Tierra, trágame.
Habría para llenar un libro rememorando la enorme cantidad de meteduras de pata, de ridículos espantosos, de despistes imperdonables o situaciones tragicómicas que nos han sobrevenido o que hemos propiciado. Pocos se habrán librado del desastre de la cremallera bajada en los momentos menos adecuados, del descosido inoportuno, de involuntarias y sonoras flatulencias, de calcetines de colores diferentes, de la palabra con doble sentido en el que no caímos, del desastre de confundir a la hija con la madre, de aludir desconsideradamente a ausentes que resultaron presentes o de cualquiera de las infinitas formas de mentar la cuerda en casa del ahorcado.
Quizás no venga mal incidir hoy a modo de sano ejercicio catártico en medio de tanta seriedad como suelo destilar en mis entradas habituales por aquí en ese tema que, a buen seguro, podrá reconciliarnos con sencillos y amables aspectos de nuestra humilde personalidad. Y lo haré con un suceso real acaecido a un antiguo compañero al que, si aún viviera, le habría gustado saber que alguien todavía lo recuerda.
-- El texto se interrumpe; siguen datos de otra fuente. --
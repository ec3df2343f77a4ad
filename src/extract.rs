//! Request extractors that reject malformed requests with the JSON error body
//! produced by [Error].
//!
//! These wrap the axum extractors of the same name. Axum's own rejections are
//! plain text, so handlers use these instead.

use axum::{
    extract::{FromRequest, FromRequestParts},
    response::{IntoResponse, Response},
};
use serde::Serialize;

use crate::Error;

/// Extracts path parameters, e.g. the user ID in `/api/users/{user_id}/summary`.
#[derive(Debug, FromRequestParts)]
#[from_request(via(axum::extract::Path), rejection(Error))]
pub struct Path<T>(pub T);

/// Extracts the query string.
#[derive(Debug, FromRequestParts)]
#[from_request(via(axum::extract::Query), rejection(Error))]
pub struct Query<T>(pub T);

/// Extracts a JSON request body and serializes a JSON response body.
#[derive(Debug, FromRequest)]
#[from_request(via(axum::Json), rejection(Error))]
pub struct Json<T>(pub T);

impl<T: Serialize> IntoResponse for Json<T> {
    fn into_response(self) -> Response {
        axum::Json(self.0).into_response()
    }
}
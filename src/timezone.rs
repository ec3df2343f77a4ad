use time::{Date, OffsetDateTime, UtcOffset};
use time_tz::{Offset, TimeZone};

use crate::Error;

/// Get the current UTC offset of a canonical timezone, e.g. "Pacific/Auckland".
pub fn get_local_offset(canonical_timezone: &str) -> Option<UtcOffset> {
    time_tz::timezones::get_by_name(canonical_timezone)
        .map(|tz| tz.get_offset_utc(&OffsetDateTime::now_utc()).to_utc())
}

/// Get today's date in a canonical timezone.
///
/// # Errors
/// Returns [Error::InvalidTimezoneError] if `canonical_timezone` is not a known timezone.
pub fn today_in_timezone(canonical_timezone: &str) -> Result<Date, Error> {
    let offset = get_local_offset(canonical_timezone)
        .ok_or_else(|| Error::InvalidTimezoneError(canonical_timezone.to_owned()))?;

    Ok(OffsetDateTime::now_utc().to_offset(offset).date())
}
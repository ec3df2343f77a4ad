use rust_decimal::Decimal;
use serde::{Deserialize, Serialize};

use crate::{
    Error,
    database_id::UserId,
    money::percentage_of,
    transaction::{TransactionStore, TransactionType},
};

/// A user's income and expenses over all time.
#[derive(Debug, Clone, PartialEq, Serialize, Deserialize)]
#[serde(rename_all = "camelCase")]
pub struct Summary {
    /// The sum of all income.
    pub total_income: Decimal,
    /// The sum of all expenses.
    pub total_expenses: Decimal,
    /// Income minus expenses, negative if the user spent more than they earned.
    pub net_balance: Decimal,
    /// The net balance as a percentage of income, zero if there is no income.
    pub savings_rate: Decimal,
}

impl Summary {
    /// Derive the net balance and savings rate from the income and expense totals.
    pub fn from_totals(total_income: Decimal, total_expenses: Decimal) -> Self {
        let net_balance = total_income - total_expenses;

        Self {
            total_income,
            total_expenses,
            net_balance,
            savings_rate: percentage_of(net_balance, total_income),
        }
    }
}

/// Total a user's income and expenses.
///
/// # Errors
/// Returns any error from reading `store`.
pub fn compute_summary(store: &impl TransactionStore, user_id: UserId) -> Result<Summary, Error> {
    let total_income = store.sum_by_user_and_type(user_id, TransactionType::Income)?;
    let total_expenses = store.sum_by_user_and_type(user_id, TransactionType::Expense)?;

    Ok(Summary::from_totals(total_income, total_expenses))
}
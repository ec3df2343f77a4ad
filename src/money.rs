//! Exact decimal helpers for monetary amounts and percentages.
//!
//! Amounts are stored as integer minor units (cents) so that sums computed by
//! the database are exact. Everything above the store works with [Decimal].

use rust_decimal::{Decimal, RoundingStrategy};

use crate::Error;

/// The number of decimal places used for monetary amounts.
pub(crate) const CURRENCY_SCALE: u32 = 2;

/// The number of decimal places a ratio is rounded to before it is scaled to a percentage.
const RATIO_SCALE: u32 = 4;

/// The largest amount that can be stored, in minor units: thirteen integer
/// digits and two decimal places.
pub(crate) const MAX_AMOUNT_MINOR_UNITS: i64 = 999_999_999_999_999;

/// Convert a positive amount to integer minor units, e.g. `12.34` to `1234`.
///
/// # Errors
/// Returns [Error::InvalidAmount] if `amount` is zero, negative, has more than
/// two decimal places, or is larger than [MAX_AMOUNT_MINOR_UNITS] cents.
pub(crate) fn to_minor_units(amount: Decimal) -> Result<i64, Error> {
    let normalized = amount.normalize();

    if normalized <= Decimal::ZERO || normalized.scale() > CURRENCY_SCALE {
        return Err(Error::InvalidAmount(amount.to_string()));
    }

    let mut rescaled = normalized;
    rescaled.rescale(CURRENCY_SCALE);

    i64::try_from(rescaled.mantissa())
        .ok()
        .filter(|minor_units| *minor_units <= MAX_AMOUNT_MINOR_UNITS)
        .ok_or_else(|| Error::InvalidAmount(amount.to_string()))
}

/// Convert integer minor units back into an amount with two decimal places.
pub(crate) fn from_minor_units(minor_units: i64) -> Decimal {
    Decimal::new(minor_units, CURRENCY_SCALE)
}

/// Convert a sum of minor units back into an amount with two decimal places.
///
/// Sums are accumulated in 128 bits so that adding up stored amounts never
/// overflows.
///
/// # Errors
/// Returns [Error::TotalOverflow] if the sum does not fit in a [Decimal].
pub(crate) fn from_minor_units_total(total: i128) -> Result<Decimal, Error> {
    Decimal::try_from_i128_with_scale(total, CURRENCY_SCALE).map_err(|_| Error::TotalOverflow)
}

/// Express `part` as a percentage of `whole`.
///
/// The ratio is rounded half-up to four decimal places *before* it is scaled
/// by 100, so the result has at most two decimal places. Trailing zeros are
/// removed, e.g. `800 / 1000` gives `80`, not `80.0000`.
///
/// A zero `whole` yields zero rather than an error.
pub(crate) fn percentage_of(part: Decimal, whole: Decimal) -> Decimal {
    if whole.is_zero() {
        return Decimal::ZERO;
    }

    let ratio = (part / whole)
        .round_dp_with_strategy(RATIO_SCALE, RoundingStrategy::MidpointAwayFromZero);

    (ratio * Decimal::ONE_HUNDRED).normalize()
}
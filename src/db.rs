//! Sets up the application database.

use rusqlite::Connection;

use crate::{Error, transaction::create_transaction_table};

/// Create all of the database tables and indexes for the application.
///
/// This function is idempotent, so it is safe to call on a database that has
/// already been initialized.
///
/// # Errors
/// Returns an error if a table cannot be created or if there is an SQL error.
pub fn initialize(connection: &Connection) -> Result<(), Error> {
    let transaction = connection.unchecked_transaction()?;

    create_transaction_table(&transaction)?;

    transaction.commit()?;

    Ok(())
}

#[cfg(test)]
mod tests {
    use rusqlite::Connection;
    use rust_decimal_macros::dec;
    use time::macros::date;

    use crate::{
        UserId,
        transaction::{Category, Transaction, TransactionType, create_transaction},
    };

    use super::initialize;

    #[test]
    fn initialize_is_idempotent() {
        let connection = Connection::open_in_memory().unwrap();

        initialize(&connection).expect("first initialization failed");
        initialize(&connection).expect("second initialization failed");
        initialize(&connection).expect("third initialization failed");

        let object_count: i64 = connection
            .query_row(
                "SELECT COUNT(*) FROM sqlite_master WHERE tbl_name = 'transaction'",
                [],
                |row| row.get(0),
            )
            .unwrap();
        // The table and its two indexes.
        assert_eq!(object_count, 3);

        let sequence_rows: i64 = connection
            .query_row(
                "SELECT COUNT(*) FROM sqlite_sequence WHERE name = 'transaction'",
                [],
                |row| row.get(0),
            )
            .unwrap();
        assert_eq!(sequence_rows, 0);
    }

    #[test]
    fn ids_start_at_one_after_repeated_initialization() {
        let connection = Connection::open_in_memory().unwrap();
        initialize(&connection).unwrap();
        initialize(&connection).unwrap();

        let transaction = create_transaction(
            Transaction::build(
                UserId::new(1).unwrap(),
                dec!(10),
                TransactionType::Expense,
                Category::Dining,
                date!(2025 - 01 - 01),
                "Lunch",
            ),
            &connection,
        )
        .unwrap();

        assert_eq!(transaction.id, 1);

        let sequence_rows: i64 = connection
            .query_row(
                "SELECT COUNT(*) FROM sqlite_sequence WHERE name = 'transaction'",
                [],
                |row| row.get(0),
            )
            .unwrap();
        assert_eq!(sequence_rows, 1);
    }

    #[test]
    fn creates_transaction_table() {
        let connection = Connection::open_in_memory().unwrap();
        initialize(&connection).unwrap();

        let count: i64 = connection
            .query_row(
                "SELECT COUNT(*) FROM sqlite_master WHERE type = 'table' AND name = 'transaction'",
                [],
                |row| row.get(0),
            )
            .unwrap();

        assert_eq!(count, 1);
    }
}
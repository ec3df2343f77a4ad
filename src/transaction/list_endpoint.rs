//! Route handlers for listing a user's transactions, either a page at a time
//! or within a date range.

use std::sync::{Arc, Mutex};

use axum::extract::{FromRef, State};
use rusqlite::Connection;
use serde::Deserialize;
use time::Date;

use crate::{
    AppState, Error,
    app_state::lock_connection,
    database_id::UserId,
    extract::{Json, Path, Query},
    pagination::{Page, PageQuery, PageRequest, PaginationConfig},
    transaction::{
        SQLiteTransactionStore, Transaction, TransactionStore,
        core::{TRANSACTION_COLUMNS, map_transaction_row},
    },
};

/// The state needed to list transactions.
#[derive(Debug, Clone)]
pub struct ListTransactionsState {
    /// The database connection for managing transactions.
    pub db_connection: Arc<Mutex<Connection>>,
    /// The config that controls how to page transactions.
    pub pagination_config: PaginationConfig,
}

impl FromRef<AppState> for ListTransactionsState {
    fn from_ref(state: &AppState) -> Self {
        Self {
            db_connection: state.db_connection.clone(),
            pagination_config: state.pagination_config.clone(),
        }
    }
}

/// The query parameters for listing transactions in a date range.
#[derive(Debug, Deserialize)]
pub struct DateRangeQuery {
    /// The first date to include.
    pub start: Date,
    /// The last date to include.
    pub end: Date,
}

/// A route handler that responds with a page of a user's transactions, newest first.
pub async fn list_transactions_endpoint(
    State(state): State<ListTransactionsState>,
    Path(user_id): Path<i64>,
    Query(query): Query<PageQuery>,
) -> Result<Json<Page<Transaction>>, Error> {
    let user_id = UserId::new(user_id)?;
    let request = PageRequest::new(&query, &state.pagination_config);
    let connection = lock_connection(&state.db_connection)?;

    let total_items = count_user_transactions(user_id, &connection)?;
    let items = get_transaction_page(user_id, request, &connection)?;

    Ok(Json(Page::new(items, request, total_items)))
}

/// A route handler that responds with a user's transactions between `start`
/// and `end` inclusive, oldest first.
pub async fn list_transactions_in_range_endpoint(
    State(state): State<ListTransactionsState>,
    Path(user_id): Path<i64>,
    Query(query): Query<DateRangeQuery>,
) -> Result<Json<Vec<Transaction>>, Error> {
    let user_id = UserId::new(user_id)?;
    let connection = lock_connection(&state.db_connection)?;

    SQLiteTransactionStore::new(&connection)
        .list_by_user_in_date_range(user_id, query.start, query.end)
        .map(Json)
}

fn count_user_transactions(user_id: UserId, connection: &Connection) -> Result<u64, Error> {
    let count: i64 = connection.query_row(
        "SELECT COUNT(id) FROM \"transaction\" WHERE user_id = ?1",
        [user_id],
        |row| row.get(0),
    )?;

    // COUNT is never negative.
    Ok(u64::try_from(count).unwrap_or_default())
}

fn get_transaction_page(
    user_id: UserId,
    request: PageRequest,
    connection: &Connection,
) -> Result<Vec<Transaction>, Error> {
    // SQLite integers are signed, so clamp the paging values before binding them.
    let limit = i64::try_from(request.page_size).unwrap_or(i64::MAX);
    let offset = i64::try_from(request.offset()).unwrap_or(i64::MAX);

    connection
        .prepare(&format!(
            "SELECT {TRANSACTION_COLUMNS} FROM \"transaction\"
             WHERE user_id = ?1
             ORDER BY transaction_date DESC, id DESC
             LIMIT ?2 OFFSET ?3"
        ))?
        .query_map((user_id, limit, offset), map_transaction_row)?
        .map(|maybe_transaction| maybe_transaction.map_err(Error::from))
        .collect()
}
Eran tiempos duros en los que profesores y alumnos andábamos enzarzados en las inevitables trifulcas con que aquellos pretendíamos imponernos –el poder nos asistía- a la táctica de guerrillas con que éstos intentaban, no tanto minar nuestra voluntad cuanto ejercer su derecho al pataleo. Habituales eran las pintadas en los servicios alusivas al “Chepa” - odiado profesor que se jactaba de aplicar técnicas terroríficas a todos los casos de dislexias o tartamudeces- o los bolígrafos abandonados dentro de radiadores donde habrían de fundirse irremediable y apestosamente en los momentos más inoportunos. Uno se podía encontrar con una cebolla en el tubo de escape del coche tanto como con una lagartija en el cajón de la mesa, una bomba fétida “abandonada” sobre la silla en la que habría de sentarse o un unte imprevisto sobre el pomo de la puerta que habría de agarrar.
Así que no fue extraño que mi malogrado compañero se encontrase con que algún miembro de la resistencia le había supuestamente atascado las puertas de su vehículo con alguna suerte de palillo, plastilina o sustancia de probada consistencia como para que la llave se negara a entrar en modo alguno. Todos sus intentos resultaron inútiles para abrir las puertas del coche, así que, ante la desesperación de lo irremediable no se le ocurrió sino la extrema solución del peñasco contra el cristal del lado del conductor.
Dicho y hecho. Armado con poderoso adoquín y animado por la fuerza que la ira suele añadir al orgullo despechado, golpeó violentamente el vidrio tenaz hasta reducirlo a fragmentos que se diseminaron estrepitosamente por el interior y por los aledaños del coche,
Tras el acceso a la apertura interna de la puerta se colocó en posición de salida tan vertiginosa como colérica. Metió la llave de contacto…y… ¡qué rayos! también estaba atascada la cerradura del arranque, movido el retrovisor, cambiadas las alfombrillas, descolocada la documentación, cambiada incluso…
¿Documentación cambiada? ¡Por todos los diablos! Como nuevo Pablo de Tarso derribado por rayo celestial, mi buen amigo lo comprendió de golpe: había confundido su coche –mudo y sarcástico espectador del suceso a corta distancia del violentado, prácticamente idéntico al suyo.
Pero tamaño error no habría de superar el máximo desastre.
De ello se apercibió cuando vio al atónito y aterrado legítimo dueño del vehículo intentando avisar a alguien que llamara a la policía para notificarles que le estaban intentando robar el coche.